The U.S. Department of Justice (DOJ) Bureau of Justice Assistance (BJA) awarded the grant that totals more than $962,000. The funding, administered through the DOJ's new Byrne Criminal Justice Innovation program, will pay for efforts to improve safety and security for the children and families who live, work, and go to school in the Promise Neighborhood, located in Buffalo;s 14215 ZIP Code, according to the organization.
Speaking on Wednesday at the Westminster Community Charter School, Promise Neighborhood director David Chamberlain says the money will pay for several programs."Some of those include additional police patrols for crime hot spots in the Buffalo Promise Neighborhood, additional equipment, such as cameras and radios that'll help monitor crime," Chamberlain said.
Additionally, the funding will pay for a Youth Outreach Program to build long-term mentoring relationships with troubled youths, provide "healthy" alternatives to violent lifestyles, meet with students and families and provide conflict resolution, mediation, and community organizing, Chamberlain said.

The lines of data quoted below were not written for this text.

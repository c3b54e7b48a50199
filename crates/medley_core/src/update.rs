use crate::{AppState, Effect, JobPhase, JobResultKind, Msg, Screen, StatusStyle};

/// Pure update function: applies a message to state and returns any effects.
pub fn update(mut state: AppState, msg: Msg) -> (AppState, Vec<Effect>) {
    let effects = match msg {
        Msg::ConverterOpenRequested => {
            if state.phase() == JobPhase::Running || state.screen() != Screen::Menu {
                return (state, Vec::new());
            }
            state.show_screen(Screen::Converter);
            state.set_status("Waiting for conversion...", StatusStyle::Info, None);
            vec![Effect::ProbeConverterTool]
        }
        Msg::DownloaderOpenRequested => {
            if state.phase() == JobPhase::Running || state.screen() != Screen::Menu {
                return (state, Vec::new());
            }
            state.show_screen(Screen::Downloader);
            state.set_status("Waiting for download...", StatusStyle::Info, None);
            vec![Effect::ProbeDownloaderTool]
        }
        Msg::ConverterToolUnavailable { reason } => {
            state.set_converter_tool_error(reason.clone());
            state.set_status(reason, StatusStyle::Danger, None);
            Vec::new()
        }
        Msg::ScreenOpenFailed { reason } => {
            // The menu must tolerate being revealed when the child never
            // fully initialized.
            state.show_screen(Screen::Menu);
            state.set_status(reason, StatusStyle::Danger, None);
            Vec::new()
        }
        Msg::ConversionPicked(kind) => {
            if state.phase() == JobPhase::Running
                || state.screen() != Screen::Converter
                || !state.converter_available()
            {
                return (state, Vec::new());
            }
            vec![Effect::ChooseConversionFiles { kind }]
        }
        Msg::ConversionInputsChosen {
            kind,
            input,
            output,
        } => {
            if state.phase() == JobPhase::Running {
                return (state, Vec::new());
            }
            state.start_job();
            let name = crate::media::file_display_name(&input);
            state.set_status(
                format!("Processing '{name}'..."),
                StatusStyle::Info,
                None,
            );
            vec![Effect::RunConversion {
                kind,
                input,
                output,
            }]
        }
        Msg::SelectionCancelled => {
            state.set_status("Operation cancelled", StatusStyle::Warning, None);
            Vec::new()
        }
        Msg::UrlEdited(url) => {
            state.set_url_input(url);
            Vec::new()
        }
        Msg::KindSelected(kind) => {
            state.set_media_kind(kind);
            Vec::new()
        }
        Msg::ResolutionSelected(resolution) => {
            state.set_resolution(resolution);
            Vec::new()
        }
        Msg::CookiePickRequested => {
            if state.screen() != Screen::Downloader {
                return (state, Vec::new());
            }
            vec![Effect::ChooseCookieFile]
        }
        Msg::CookiePicked(path) => {
            let name = crate::media::file_display_name(&path);
            state.set_cookie_file(Some(path));
            state.set_status(
                format!("Cookie file loaded: {name}"),
                StatusStyle::Success,
                None,
            );
            Vec::new()
        }
        Msg::CookieCleared => {
            state.set_cookie_file(None);
            state.set_status("No cookies loaded", StatusStyle::Warning, None);
            Vec::new()
        }
        Msg::DownloadClicked => {
            if state.phase() == JobPhase::Running || state.screen() != Screen::Downloader {
                return (state, Vec::new());
            }
            let url = state.url_input().trim().to_string();
            if url.is_empty() {
                state.set_status("Please enter a URL", StatusStyle::Danger, None);
                return (state, Vec::new());
            }
            if !looks_like_url(&url) {
                state.set_status(
                    format!("Not a valid URL: {url}"),
                    StatusStyle::Danger,
                    None,
                );
                return (state, Vec::new());
            }
            vec![Effect::ChooseDownloadDir]
        }
        Msg::DownloadDirChosen(dest_dir) => {
            if state.phase() == JobPhase::Running {
                return (state, Vec::new());
            }
            let url = state.url_input().trim().to_string();
            let (kind, resolution, cookie_file) = state.download_params();
            state.start_job();
            state.set_status("Starting download...", StatusStyle::Info, Some(0));
            vec![Effect::RunDownload {
                url,
                dest_dir,
                kind,
                resolution,
                cookie_file,
            }]
        }
        Msg::UpdateToolClicked => {
            if state.phase() == JobPhase::Running || state.screen() != Screen::Menu {
                return (state, Vec::new());
            }
            state.start_job();
            state.set_status("Checking for updates...", StatusStyle::Info, None);
            vec![Effect::RunToolUpdate]
        }
        Msg::BackRequested => {
            if state.phase() == JobPhase::Running || state.screen() == Screen::Menu {
                return (state, Vec::new());
            }
            state.show_screen(Screen::Menu);
            vec![Effect::RevealMenu]
        }
        Msg::ExitRequested => vec![Effect::Quit],
        Msg::JobProgress {
            message,
            style,
            percent,
        } => {
            // Progress for a job that already finished is stale; drop it.
            if state.phase() == JobPhase::Running {
                state.set_status(message, style, percent);
            }
            Vec::new()
        }
        Msg::JobFinished { result, message } => {
            if state.phase() != JobPhase::Running {
                return (state, Vec::new());
            }
            state.finish_job();
            let style = terminal_style(result);
            let percent = match result {
                JobResultKind::Succeeded => Some(100),
                _ => None,
            };
            if state.screen() == Screen::Menu && result == JobResultKind::Succeeded {
                // Updater success is transient, per the original tool.
                state.set_transient_status(message, style);
            } else {
                state.set_status(message, style, percent);
            }
            Vec::new()
        }
        Msg::SettingsRestored {
            kind,
            resolution,
            cookie_file,
        } => {
            // Silent restore: no status-line chatter at startup.
            state.set_media_kind(kind);
            state.set_resolution(resolution);
            state.set_cookie_file(cookie_file);
            Vec::new()
        }
        Msg::Tick => {
            state.tick();
            Vec::new()
        }
        Msg::NoOp => Vec::new(),
    };

    (state, effects)
}

fn terminal_style(result: JobResultKind) -> StatusStyle {
    match result {
        JobResultKind::Succeeded => StatusStyle::Success,
        JobResultKind::Failed => StatusStyle::Danger,
        JobResultKind::Cancelled => StatusStyle::Warning,
    }
}

/// Accepts anything `yt-dlp` itself would: an absolute URL, or a bare
/// host/path that parses once a scheme is assumed.
fn looks_like_url(input: &str) -> bool {
    if input.contains(char::is_whitespace) {
        return false;
    }
    url::Url::parse(input).is_ok() || url::Url::parse(&format!("https://{input}")).is_ok()
}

The funding will also provide for a full time case worker to help residents with matters such as employment transition, education, family preservation, housing and community- development services, and a research partnership with the University at Buffalo Regional Institute to more closely examine the drivers of crime in the neighborhood and develop data-driven solutions, the organization said.

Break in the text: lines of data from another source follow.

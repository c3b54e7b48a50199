#![deny(missing_docs)]
//! Shared logging utilities for the Medley workspace.
//!
//! This crate provides the `engine_*` logging macros used across the codebase
//! and a minimal test initializer for the global logger.

/// Logs a trace-level message using the global logging facade.
#[macro_export]
macro_rules! engine_trace {
    ($($arg:tt)*) => {{
        log::trace!($($arg)*);
    }};
}

/// Logs an info-level message using the global logging facade.
#[macro_export]
macro_rules! engine_info {
    ($($arg:tt)*) => {{
        log::info!($($arg)*);
    }};
}

/// Logs a debug-level message using the global logging facade.
#[macro_export]
macro_rules! engine_debug {
    ($($arg:tt)*) => {{
        log::debug!($($arg)*);
    }};
}

/// Logs a warn-level message using the global logging facade.
#[macro_export]
macro_rules! engine_warn {
    ($($arg:tt)*) => {{
        log::warn!($($arg)*);
    }};
}

/// Logs an error-level message using the global logging facade.
#[macro_export]
macro_rules! engine_error {
    ($($arg:tt)*) => {{
        log::error!($($arg)*);
    }};
}

/// Initializes a simple terminal logger for use in unit tests.
///
/// This safely no-ops if another logger has already been initialized.
pub fn initialize_for_tests() {
    use simplelog::{ColorChoice, CombinedLogger, Config, TermLogger, TerminalMode};

    // Use debug level in debug builds, info in release builds.
    let level = if cfg!(debug_assertions) {
        log::LevelFilter::Debug
    } else {
        log::LevelFilter::Info
    };

    // Ignore the error if a logger was already set by another test.
    let _ = CombinedLogger::init(vec![TermLogger::new(
        level,
        Config::default(),
        TerminalMode::Mixed,
        ColorChoice::Auto,
    )]);
}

Founded in 2010, Buffalo Promise Neighborhood is a multi-stakeholder nonprofit organization that seeks to improve performance at three schools on the city's northeast side -- Bennett High School, Highgate Heights, and Westminster Community Charter School -- and transform the surrounding community by providing a continuum of solutions to children and families, including neighborhood resources, streamlining family services, and improving educational supports, the organization said.